On the viewer side, we have a multi-layered DRM solution that covers almost any device. You can’t screen record, screenshot, download, or screen share.

One thing that prompts people to pirate is not having access to a film. There’s a theory I haven’t fully tested: if something is available to everyone, there’s less motivation to pirate it. It doesn’t eliminate piracy completely, but it gives less motivation.

What is Filmporte’s team size?

Mayowa: There are 10 of us, not including our expert advisors who work with us almost daily. That includes Ayobami and me.

Many filmmakers struggle with the technical side. How have you balanced high-level DRM with a user interface accessible to someone who just wants to share their art?

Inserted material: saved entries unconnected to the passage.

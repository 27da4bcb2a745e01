//! Cascading deletes
//!
//! Board → Columns → Cards and Column → Cards, in one transaction.
//! Foreign keys also cascade, but descendants are removed explicitly so the
//! result does not depend on the `foreign_keys` pragma.

use rusqlite::{params, Connection};

use super::db::{not_initialized, persistence, SharedConnection};
use crate::domain::{DomainResult, EntityRef};

/// Delete `entity` and its descendants. Returns how many rows of the entity itself were removed.
fn delete_in(conn: &Connection, entity: EntityRef) -> rusqlite::Result<usize> {
    match entity {
        EntityRef::Board(id) => {
            conn.execute(
                "DELETE FROM cards WHERE column_id IN (SELECT id FROM columns WHERE board_id = ?)",
                params![id],
            )?;
            conn.execute("DELETE FROM columns WHERE board_id = ?", params![id])?;
            conn.execute("DELETE FROM boards WHERE id = ?", params![id])
        }
        EntityRef::Column(id) => {
            conn.execute("DELETE FROM cards WHERE column_id = ?", params![id])?;
            conn.execute("DELETE FROM columns WHERE id = ?", params![id])
        }
        EntityRef::Card(id) => conn.execute("DELETE FROM cards WHERE id = ?", params![id]),
    }
}

pub(crate) async fn delete_cascade(conn: &SharedConnection, entity: EntityRef) -> DomainResult<usize> {
    let mut guard = conn.lock().await;
    let conn = guard.as_mut().ok_or_else(not_initialized)?;

    let tx = conn.transaction().map_err(persistence)?;
    let removed = delete_in(&tx, entity).map_err(persistence)?;
    tx.commit().map_err(persistence)?;

    log::debug!("Deleted {:?} ({} row)", entity, removed);
    Ok(removed)
}
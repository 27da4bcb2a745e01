//! Revalidation signal
//!
//! Mutations mark read paths stale; the next fetch of a path consumes the mark.

use std::collections::BTreeSet;
use std::sync::Mutex;

pub const DASHBOARD_PATH: &str = "/dashboard";

pub fn board_path(board_id: u32) -> String {
    format!("/boards/{}", board_id)
}

#[derive(Debug, Default)]
pub struct Revalidator {
    stale: Mutex<BTreeSet<String>>,
}

impl Revalidator {
    pub fn new() -> Self {
        Self::default()
    }

    pub fn mark(&self, path: impl Into<String>) {
        if let Ok(mut stale) = self.stale.lock() {
            stale.insert(path.into());
        }
    }

    /// Dashboard and the board page
    pub fn mark_board(&self, board_id: u32) {
        self.mark(DASHBOARD_PATH);
        self.mark(board_path(board_id));
    }

    pub fn is_stale(&self, path: &str) -> bool {
        self.stale.lock().map(|s| s.contains(path)).unwrap_or(false)
    }

    /// Clear the mark for `path`; true when it was stale
    pub fn take_stale(&self, path: &str) -> bool {
        self.stale.lock().map(|mut s| s.remove(path)).unwrap_or(false)
    }

    pub fn stale_paths(&self) -> Vec<String> {
        self.stale
            .lock()
            .map(|s| s.iter().cloned().collect())
            .unwrap_or_default()
    }
}
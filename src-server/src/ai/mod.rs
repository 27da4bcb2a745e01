//! AI Assist
//!
//! Drafts card content through an OpenAI-compatible chat completion endpoint.

mod prompt;
mod client;

pub use client::{AiClient, DEFAULT_AI_BASE_URL, DEFAULT_AI_MODEL};
pub use prompt::{build_prompt, AiAction, AiReply, AiRequest};
//! Card Entity

use serde::{Deserialize, Serialize};

use super::entity::Entity;
use super::position::Position;

#[derive(Debug, Clone, PartialEq, Serialize, Deserialize)]
pub struct Card {
    pub id: u32,
    pub column_id: u32,
    pub title: String,
    /// Free-form notes
    pub content: Option<String>,
    /// Sparse key, ascending = display order within the column
    pub position: Position,
    pub created_at: i64,
    pub updated_at: i64,
}

impl Card {
    pub fn new(column_id: u32, title: String, content: Option<String>, position: Position) -> Self {
        Self {
            id: 0,
            column_id,
            title,
            content,
            position,
            created_at: 0,
            updated_at: 0,
        }
    }
}

impl Entity for Card {
    type Id = u32;

    fn id(&self) -> Self::Id {
        self.id
    }
}
//! Commands for Column CRUD and column reordering

use crate::commands::access::{owned_board, owned_column, required};
use crate::domain::{Column, Container, DomainResult, Identity};
use crate::engine::ReorderOutcome;
use crate::repository::Repository;
use crate::AppState;

/// Append a column to the board
pub async fn create_column(state: &AppState, identity: &Identity, board_id: u32, name: &str) -> DomainResult<Column> {
    owned_board(state, identity, board_id).await?;
    // Position 0 = append
    let column = Column::new(board_id, required("Column name", name)?, 0);
    let created = state.columns.create(&column).await?;

    state.revalidator.mark_board(board_id);
    Ok(created)
}

/// Rename a column; its position is untouched
pub async fn update_column(
    state: &AppState,
    identity: &Identity,
    board_id: u32,
    column_id: u32,
    name: &str,
) -> DomainResult<Column> {
    let existing = owned_column(state, identity, board_id, column_id).await?;
    let updated = Column {
        name: required("Column name", name)?,
        ..existing
    };

    let column = state.columns.update(&updated).await?;
    state.revalidator.mark_board(board_id);
    Ok(column)
}

/// Delete a column and its cards
pub async fn delete_column(state: &AppState, identity: &Identity, board_id: u32, column_id: u32) -> DomainResult<()> {
    owned_column(state, identity, board_id, column_id).await?;
    state.columns.delete(column_id).await?;

    state.revalidator.mark_board(board_id);
    Ok(())
}

/// Persist a new column order for the board
pub async fn reorder_columns(
    state: &AppState,
    identity: &Identity,
    board_id: u32,
    column_ids: &[u32],
) -> DomainResult<ReorderOutcome> {
    owned_board(state, identity, board_id).await?;
    let outcome = state.engine.reorder_siblings(Container::Board(board_id), column_ids).await?;

    state.revalidator.mark_board(board_id);
    Ok(outcome)
}
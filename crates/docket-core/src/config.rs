use anyhow::Context;
use serde::Deserialize;
use tracing::debug;

use crate::task::{
  Label,
  Priority
};

#[derive(
  Debug, Clone, PartialEq, Deserialize,
)]
pub struct BoardConfig {
  #[serde(default)]
  pub version:  u32,
  #[serde(default)]
  pub defaults: DraftDefaults
}

#[derive(
  Debug,
  Clone,
  Copy,
  PartialEq,
  Eq,
  Deserialize,
)]
pub struct DraftDefaults {
  #[serde(default)]
  pub priority: Priority,
  #[serde(default)]
  pub label:    Label
}

impl Default for BoardConfig {
  fn default() -> Self {
    Self {
      version:  1,
      defaults:
        DraftDefaults::default()
    }
  }
}

impl Default for DraftDefaults {
  fn default() -> Self {
    Self {
      priority: Priority::default(),
      label:    Label::default()
    }
  }
}

#[tracing::instrument(skip(raw))]
pub fn from_toml_str(
  raw: &str
) -> anyhow::Result<BoardConfig> {
  let config: BoardConfig =
    toml::from_str(raw).context(
      "failed parsing board config"
    )?;

  debug!(
    version = config.version,
    priority = config
      .defaults
      .priority
      .as_key(),
    label =
      config.defaults.label.as_key(),
    "parsed board config"
  );

  Ok(config)
}

#[cfg(test)]
mod tests {
  use super::{
    BoardConfig,
    from_toml_str
  };
  use crate::task::{
    Label,
    Priority
  };

  #[test]
  fn parses_declared_defaults() {
    let raw = r#"
            version = 1

            [defaults]
            priority = "medium"
            label = "work"
        "#;

    let config = from_toml_str(raw)
      .expect("config should parse");
    assert_eq!(
      config.defaults.priority,
      Priority::Medium
    );
    assert_eq!(
      config.defaults.label,
      Label::Work
    );
  }

  #[test]
  fn missing_sections_fall_back() {
    let config = from_toml_str("")
      .expect(
        "empty config should parse"
      );
    assert_eq!(
      config.defaults,
      BoardConfig::default().defaults
    );
    assert_eq!(
      config.defaults.priority,
      Priority::Low
    );
    assert_eq!(
      config.defaults.label,
      Label::Personal
    );
  }

  #[test]
  fn rejects_unknown_priority_key() {
    let raw = r#"
            [defaults]
            priority = "urgent"
        "#;

    assert!(
      from_toml_str(raw).is_err()
    );
  }
}
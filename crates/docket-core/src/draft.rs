use serde::{
  Deserialize,
  Serialize
};
use tracing::{
  debug,
  warn
};

use crate::config::DraftDefaults;
use crate::task::{
  Label,
  Priority,
  Task
};

#[derive(
  Debug,
  Clone,
  Serialize,
  Deserialize,
  PartialEq,
)]
pub struct Draft {
  pub title:       String,
  pub description: String,
  pub priority:    Priority,
  pub label:       Label,
  pub editing:     Option<u64>
}

impl Draft {
  pub fn new(
    defaults: DraftDefaults
  ) -> Self {
    Self {
      title:       String::new(),
      description: String::new(),
      priority:    defaults.priority,
      label:       defaults.label,
      editing:     None
    }
  }

  pub fn reset(
    &mut self,
    defaults: DraftDefaults
  ) {
    *self = Self::new(defaults);
  }

  pub fn is_editing(&self) -> bool {
    self.editing.is_some()
  }

  pub fn begin_edit(
    &mut self,
    task: &Task
  ) {
    if let Some(previous) =
      self.editing
    {
      debug!(
        previous,
        next = task.id,
        "replacing pending edit"
      );
    }

    self.title = task.title.clone();
    self.description =
      task.description.clone();
    self.priority = task.priority;
    self.label = task.label;
    self.editing = Some(task.id);
    debug!(
      task = task.id,
      "draft entered edit mode"
    );
  }

  pub fn cancel_edit(
    &mut self,
    defaults: DraftDefaults
  ) {
    if self.editing.is_none() {
      warn!(
        "cancel edit with no pending \
         edit"
      );
      return;
    }

    debug!(
      task = self.editing,
      "abandoned pending edit"
    );
    self.reset(defaults);
  }
}
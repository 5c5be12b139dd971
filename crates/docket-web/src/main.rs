mod app;
mod auth;
mod components;

fn main() {
  console_error_panic_hook::set_once();
  wasm_tracing::set_as_global_default();

  tracing::info!(
    "starting Docket frontend"
  );

  let mount = web_sys::window()
    .and_then(|window| {
      window.document()
    })
    .and_then(|document| {
      document.get_element_by_id("app")
    })
    .expect(
      "missing #app mount element"
    );

  yew::Renderer::<app::App>::with_root(
    mount
  )
  .render();
}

Mayowa: When filmmakers are onboarded on Filmporte, they have a dashboard to make decisions for their films: upload, select release date, set ticket pricing, track transactions, and more. The interface is as simple as any other app you use today. If you can upload a film to YouTube and manage it, you can do the same on Filmporte. You don’t need to know anything technical to publish your film. The only thing is, you can’t sign up and start using it on your own. We need to onboard you because we have a filter—not every kind of film we will power.

What is Filmporte’s business model?

Mayowa: The upload fee for short films is $50; for feature-length films, it’s $150. That’s your admission fee for that film. We take a 15% revenue share of every ticket sold. So if you sell a ticket for ₦10,000 ($7.22), we take ₦1,500 ($1.08). That’s how we make money.

It’s currently available for immediate use by filmmakers. We powered two films in February for Laju Iren Films. It was a private screening for folks who pre-ordered tickets to watch Onobiren. Viewers from seven countries participated. We have over five films lined up for screening in Q2. Ticket sales for some will begin in early April.

What would success look like to you in five years?

Ayobami: Success is when creators can actually derive the utmost value from their creativity. A world where you understand that if you have data, you can stand toe-to-toe with anybody. If what you’ve created is deep, people will connect with it based on its originality.

Mayowa: In five years, Filmporte would be a household name for the lifecycle of films across major regions worldwide. Success for us is when you look at the top 10 films coming out of major regions, and Filmporte powers 50% of them. And in five years, we need to be profitable.